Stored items
□ □ □ □ □

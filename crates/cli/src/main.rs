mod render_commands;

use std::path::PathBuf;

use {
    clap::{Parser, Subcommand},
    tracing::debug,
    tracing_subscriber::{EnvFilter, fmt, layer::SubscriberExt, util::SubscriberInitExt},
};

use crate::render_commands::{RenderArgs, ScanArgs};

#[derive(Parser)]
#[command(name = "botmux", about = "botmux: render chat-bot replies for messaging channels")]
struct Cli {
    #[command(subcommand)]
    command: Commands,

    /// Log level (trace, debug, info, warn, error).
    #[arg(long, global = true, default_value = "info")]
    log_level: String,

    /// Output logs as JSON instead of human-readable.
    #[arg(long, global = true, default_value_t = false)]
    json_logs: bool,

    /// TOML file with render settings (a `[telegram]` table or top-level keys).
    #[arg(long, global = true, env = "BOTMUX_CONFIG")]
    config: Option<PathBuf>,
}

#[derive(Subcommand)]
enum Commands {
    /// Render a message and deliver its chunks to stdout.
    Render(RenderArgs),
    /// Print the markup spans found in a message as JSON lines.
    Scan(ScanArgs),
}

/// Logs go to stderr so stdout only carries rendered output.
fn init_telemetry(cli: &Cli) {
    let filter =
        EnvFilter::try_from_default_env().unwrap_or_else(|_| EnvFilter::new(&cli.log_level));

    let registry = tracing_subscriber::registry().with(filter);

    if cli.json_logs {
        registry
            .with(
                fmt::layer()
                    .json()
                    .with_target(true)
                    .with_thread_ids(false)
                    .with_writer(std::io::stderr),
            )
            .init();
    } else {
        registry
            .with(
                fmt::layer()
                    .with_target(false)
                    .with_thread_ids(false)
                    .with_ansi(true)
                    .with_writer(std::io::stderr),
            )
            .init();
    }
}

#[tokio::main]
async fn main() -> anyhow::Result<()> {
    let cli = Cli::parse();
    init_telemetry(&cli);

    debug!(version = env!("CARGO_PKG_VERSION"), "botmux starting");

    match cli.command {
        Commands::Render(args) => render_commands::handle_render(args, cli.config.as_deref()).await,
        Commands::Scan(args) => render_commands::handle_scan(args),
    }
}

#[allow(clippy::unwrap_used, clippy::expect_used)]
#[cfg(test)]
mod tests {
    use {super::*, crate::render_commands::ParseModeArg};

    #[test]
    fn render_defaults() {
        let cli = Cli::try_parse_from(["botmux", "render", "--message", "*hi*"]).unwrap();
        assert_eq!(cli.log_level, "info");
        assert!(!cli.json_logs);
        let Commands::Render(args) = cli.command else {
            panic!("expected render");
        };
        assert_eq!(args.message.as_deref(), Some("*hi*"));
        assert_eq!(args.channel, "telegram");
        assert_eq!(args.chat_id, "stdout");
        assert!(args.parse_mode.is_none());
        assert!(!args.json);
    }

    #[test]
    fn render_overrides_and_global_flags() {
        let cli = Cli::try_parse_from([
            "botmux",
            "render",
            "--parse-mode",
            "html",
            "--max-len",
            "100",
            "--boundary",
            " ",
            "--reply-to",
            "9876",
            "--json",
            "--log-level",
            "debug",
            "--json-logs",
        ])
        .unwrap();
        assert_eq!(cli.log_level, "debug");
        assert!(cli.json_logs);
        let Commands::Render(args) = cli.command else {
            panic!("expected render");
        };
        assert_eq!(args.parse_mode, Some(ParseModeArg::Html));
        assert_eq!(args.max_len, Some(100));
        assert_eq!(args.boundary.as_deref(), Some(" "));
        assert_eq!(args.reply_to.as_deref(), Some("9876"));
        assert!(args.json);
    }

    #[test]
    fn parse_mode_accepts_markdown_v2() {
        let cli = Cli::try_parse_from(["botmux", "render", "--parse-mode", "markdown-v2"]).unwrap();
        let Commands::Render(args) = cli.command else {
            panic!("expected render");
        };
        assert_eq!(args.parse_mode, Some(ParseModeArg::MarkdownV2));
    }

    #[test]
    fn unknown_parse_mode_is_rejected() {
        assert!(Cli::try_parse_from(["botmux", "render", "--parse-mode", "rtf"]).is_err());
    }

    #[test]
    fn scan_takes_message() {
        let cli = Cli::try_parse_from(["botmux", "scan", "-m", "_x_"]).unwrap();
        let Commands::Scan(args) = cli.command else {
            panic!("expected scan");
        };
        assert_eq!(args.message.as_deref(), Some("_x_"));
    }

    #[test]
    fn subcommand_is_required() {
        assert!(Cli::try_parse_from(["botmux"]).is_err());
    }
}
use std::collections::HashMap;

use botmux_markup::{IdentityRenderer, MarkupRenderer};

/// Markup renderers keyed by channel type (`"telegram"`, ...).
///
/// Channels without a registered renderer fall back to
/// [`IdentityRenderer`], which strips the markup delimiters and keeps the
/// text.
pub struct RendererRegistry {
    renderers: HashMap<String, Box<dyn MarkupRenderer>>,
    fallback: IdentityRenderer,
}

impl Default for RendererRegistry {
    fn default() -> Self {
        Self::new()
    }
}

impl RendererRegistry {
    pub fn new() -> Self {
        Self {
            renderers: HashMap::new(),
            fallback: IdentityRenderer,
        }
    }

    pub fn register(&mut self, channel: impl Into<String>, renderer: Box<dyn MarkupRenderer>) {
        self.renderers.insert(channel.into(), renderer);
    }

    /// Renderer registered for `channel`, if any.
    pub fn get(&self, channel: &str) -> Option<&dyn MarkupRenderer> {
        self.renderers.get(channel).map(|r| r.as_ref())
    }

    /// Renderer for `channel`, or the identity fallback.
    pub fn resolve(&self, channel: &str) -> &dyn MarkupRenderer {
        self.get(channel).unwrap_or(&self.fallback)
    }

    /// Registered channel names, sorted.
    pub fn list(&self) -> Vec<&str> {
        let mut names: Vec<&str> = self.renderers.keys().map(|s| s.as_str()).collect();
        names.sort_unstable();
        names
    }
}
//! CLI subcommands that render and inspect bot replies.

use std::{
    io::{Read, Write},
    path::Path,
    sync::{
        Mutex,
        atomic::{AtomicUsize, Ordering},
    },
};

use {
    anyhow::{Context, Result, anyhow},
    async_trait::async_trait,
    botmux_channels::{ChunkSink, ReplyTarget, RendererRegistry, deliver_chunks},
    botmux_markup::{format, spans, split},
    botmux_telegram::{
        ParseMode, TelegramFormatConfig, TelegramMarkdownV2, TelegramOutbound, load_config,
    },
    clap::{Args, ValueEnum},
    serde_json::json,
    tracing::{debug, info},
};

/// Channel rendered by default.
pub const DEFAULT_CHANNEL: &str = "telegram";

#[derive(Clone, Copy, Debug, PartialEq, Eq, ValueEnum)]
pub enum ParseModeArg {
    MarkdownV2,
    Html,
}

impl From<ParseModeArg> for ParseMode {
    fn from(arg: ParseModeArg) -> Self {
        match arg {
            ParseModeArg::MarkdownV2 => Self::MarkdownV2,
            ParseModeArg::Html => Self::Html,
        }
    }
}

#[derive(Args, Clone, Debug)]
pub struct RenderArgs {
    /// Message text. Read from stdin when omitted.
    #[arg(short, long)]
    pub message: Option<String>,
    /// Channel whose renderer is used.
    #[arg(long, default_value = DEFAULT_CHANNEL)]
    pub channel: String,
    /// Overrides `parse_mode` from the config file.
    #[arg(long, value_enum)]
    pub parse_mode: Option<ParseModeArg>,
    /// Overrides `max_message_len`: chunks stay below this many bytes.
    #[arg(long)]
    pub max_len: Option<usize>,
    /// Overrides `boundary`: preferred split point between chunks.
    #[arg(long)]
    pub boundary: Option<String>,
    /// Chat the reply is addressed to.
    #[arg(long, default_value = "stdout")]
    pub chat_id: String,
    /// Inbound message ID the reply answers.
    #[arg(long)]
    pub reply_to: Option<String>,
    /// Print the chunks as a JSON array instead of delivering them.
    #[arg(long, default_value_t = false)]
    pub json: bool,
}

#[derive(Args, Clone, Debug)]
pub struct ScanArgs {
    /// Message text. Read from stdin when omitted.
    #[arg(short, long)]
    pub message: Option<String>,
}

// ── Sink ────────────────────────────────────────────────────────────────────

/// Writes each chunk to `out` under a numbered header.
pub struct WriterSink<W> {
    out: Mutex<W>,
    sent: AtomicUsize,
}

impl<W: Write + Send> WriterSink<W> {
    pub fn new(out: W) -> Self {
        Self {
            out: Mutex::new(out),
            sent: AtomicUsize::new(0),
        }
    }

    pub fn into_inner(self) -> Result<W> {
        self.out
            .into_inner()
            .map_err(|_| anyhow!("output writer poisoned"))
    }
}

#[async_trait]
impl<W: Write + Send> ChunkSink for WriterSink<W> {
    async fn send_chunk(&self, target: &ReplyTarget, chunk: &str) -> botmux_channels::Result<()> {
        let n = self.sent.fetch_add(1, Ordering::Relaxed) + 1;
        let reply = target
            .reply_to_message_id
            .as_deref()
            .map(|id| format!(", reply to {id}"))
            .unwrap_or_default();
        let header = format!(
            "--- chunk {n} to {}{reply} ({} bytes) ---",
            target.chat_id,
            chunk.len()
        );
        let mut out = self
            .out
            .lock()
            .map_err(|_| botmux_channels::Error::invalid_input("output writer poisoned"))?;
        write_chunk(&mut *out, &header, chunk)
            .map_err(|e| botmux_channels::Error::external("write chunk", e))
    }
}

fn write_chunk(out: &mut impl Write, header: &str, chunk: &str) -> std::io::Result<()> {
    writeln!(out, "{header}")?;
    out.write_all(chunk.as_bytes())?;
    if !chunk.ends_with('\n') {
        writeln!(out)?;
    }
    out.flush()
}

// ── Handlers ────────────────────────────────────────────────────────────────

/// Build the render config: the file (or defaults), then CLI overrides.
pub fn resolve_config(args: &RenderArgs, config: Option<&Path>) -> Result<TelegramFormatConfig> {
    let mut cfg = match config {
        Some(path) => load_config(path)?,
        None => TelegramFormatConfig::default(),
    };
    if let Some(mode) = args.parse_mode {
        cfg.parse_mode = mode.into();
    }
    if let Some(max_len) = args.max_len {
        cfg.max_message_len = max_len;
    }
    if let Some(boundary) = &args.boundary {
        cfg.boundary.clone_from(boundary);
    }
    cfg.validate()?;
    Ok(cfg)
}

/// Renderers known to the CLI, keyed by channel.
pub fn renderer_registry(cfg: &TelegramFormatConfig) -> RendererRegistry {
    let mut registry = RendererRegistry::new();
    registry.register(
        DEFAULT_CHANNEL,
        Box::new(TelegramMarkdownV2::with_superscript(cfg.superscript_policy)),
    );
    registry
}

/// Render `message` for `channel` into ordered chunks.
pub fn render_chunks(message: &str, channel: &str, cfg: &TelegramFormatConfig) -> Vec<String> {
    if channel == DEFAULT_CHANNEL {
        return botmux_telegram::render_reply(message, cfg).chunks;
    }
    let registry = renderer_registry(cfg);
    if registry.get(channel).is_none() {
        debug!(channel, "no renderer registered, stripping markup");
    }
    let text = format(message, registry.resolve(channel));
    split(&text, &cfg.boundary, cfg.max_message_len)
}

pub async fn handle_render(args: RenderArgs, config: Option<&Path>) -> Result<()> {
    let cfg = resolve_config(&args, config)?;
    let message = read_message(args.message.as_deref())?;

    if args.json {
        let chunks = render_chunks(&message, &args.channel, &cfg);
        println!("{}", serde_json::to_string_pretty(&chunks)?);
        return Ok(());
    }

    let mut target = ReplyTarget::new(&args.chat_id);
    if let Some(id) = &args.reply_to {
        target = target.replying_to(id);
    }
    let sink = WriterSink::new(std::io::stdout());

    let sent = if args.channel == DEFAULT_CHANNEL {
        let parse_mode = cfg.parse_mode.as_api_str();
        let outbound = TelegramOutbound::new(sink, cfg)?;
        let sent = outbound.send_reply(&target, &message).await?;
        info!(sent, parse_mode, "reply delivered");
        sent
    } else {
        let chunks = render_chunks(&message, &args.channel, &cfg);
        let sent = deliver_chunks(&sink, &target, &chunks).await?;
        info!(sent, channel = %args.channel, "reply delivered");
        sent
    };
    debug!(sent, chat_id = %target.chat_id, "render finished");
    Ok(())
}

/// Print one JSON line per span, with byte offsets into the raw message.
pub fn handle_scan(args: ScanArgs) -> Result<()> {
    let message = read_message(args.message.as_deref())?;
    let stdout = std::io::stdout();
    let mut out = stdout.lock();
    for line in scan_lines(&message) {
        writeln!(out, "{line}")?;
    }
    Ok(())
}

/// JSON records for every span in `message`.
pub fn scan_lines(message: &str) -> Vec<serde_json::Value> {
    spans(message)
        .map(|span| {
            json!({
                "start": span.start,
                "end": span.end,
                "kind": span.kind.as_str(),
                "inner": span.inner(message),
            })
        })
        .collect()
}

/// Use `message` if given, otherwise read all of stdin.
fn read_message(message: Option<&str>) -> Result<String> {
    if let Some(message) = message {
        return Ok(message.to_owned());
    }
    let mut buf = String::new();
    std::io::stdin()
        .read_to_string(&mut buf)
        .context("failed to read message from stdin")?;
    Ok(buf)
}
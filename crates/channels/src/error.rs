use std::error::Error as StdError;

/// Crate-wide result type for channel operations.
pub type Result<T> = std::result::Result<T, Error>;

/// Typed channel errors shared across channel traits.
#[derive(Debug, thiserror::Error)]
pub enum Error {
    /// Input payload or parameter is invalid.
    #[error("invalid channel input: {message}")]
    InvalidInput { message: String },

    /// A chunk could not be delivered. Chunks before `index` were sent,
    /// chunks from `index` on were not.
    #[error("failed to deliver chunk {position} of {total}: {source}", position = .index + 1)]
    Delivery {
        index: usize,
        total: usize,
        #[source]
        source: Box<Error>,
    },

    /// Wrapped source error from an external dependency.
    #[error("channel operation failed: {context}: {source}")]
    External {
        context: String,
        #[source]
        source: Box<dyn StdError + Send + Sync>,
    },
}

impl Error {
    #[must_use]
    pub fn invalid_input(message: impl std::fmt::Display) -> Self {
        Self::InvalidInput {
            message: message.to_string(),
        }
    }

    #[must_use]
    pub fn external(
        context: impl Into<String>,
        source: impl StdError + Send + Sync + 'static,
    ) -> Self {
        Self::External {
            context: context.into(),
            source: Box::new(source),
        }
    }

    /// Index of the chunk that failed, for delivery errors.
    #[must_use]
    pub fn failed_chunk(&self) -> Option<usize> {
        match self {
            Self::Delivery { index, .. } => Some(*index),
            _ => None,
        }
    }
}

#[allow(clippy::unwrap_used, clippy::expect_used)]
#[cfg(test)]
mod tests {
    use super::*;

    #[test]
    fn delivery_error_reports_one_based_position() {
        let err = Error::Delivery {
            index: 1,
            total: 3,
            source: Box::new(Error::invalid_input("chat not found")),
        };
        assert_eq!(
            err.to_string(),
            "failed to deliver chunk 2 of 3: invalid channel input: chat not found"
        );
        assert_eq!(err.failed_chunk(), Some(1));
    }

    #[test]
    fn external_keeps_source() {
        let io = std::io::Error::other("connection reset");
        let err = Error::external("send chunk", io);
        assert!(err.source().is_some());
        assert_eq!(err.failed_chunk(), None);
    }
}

□ □ □ □ □

Report only the number of lines above that contain "keyed".

Task response. 2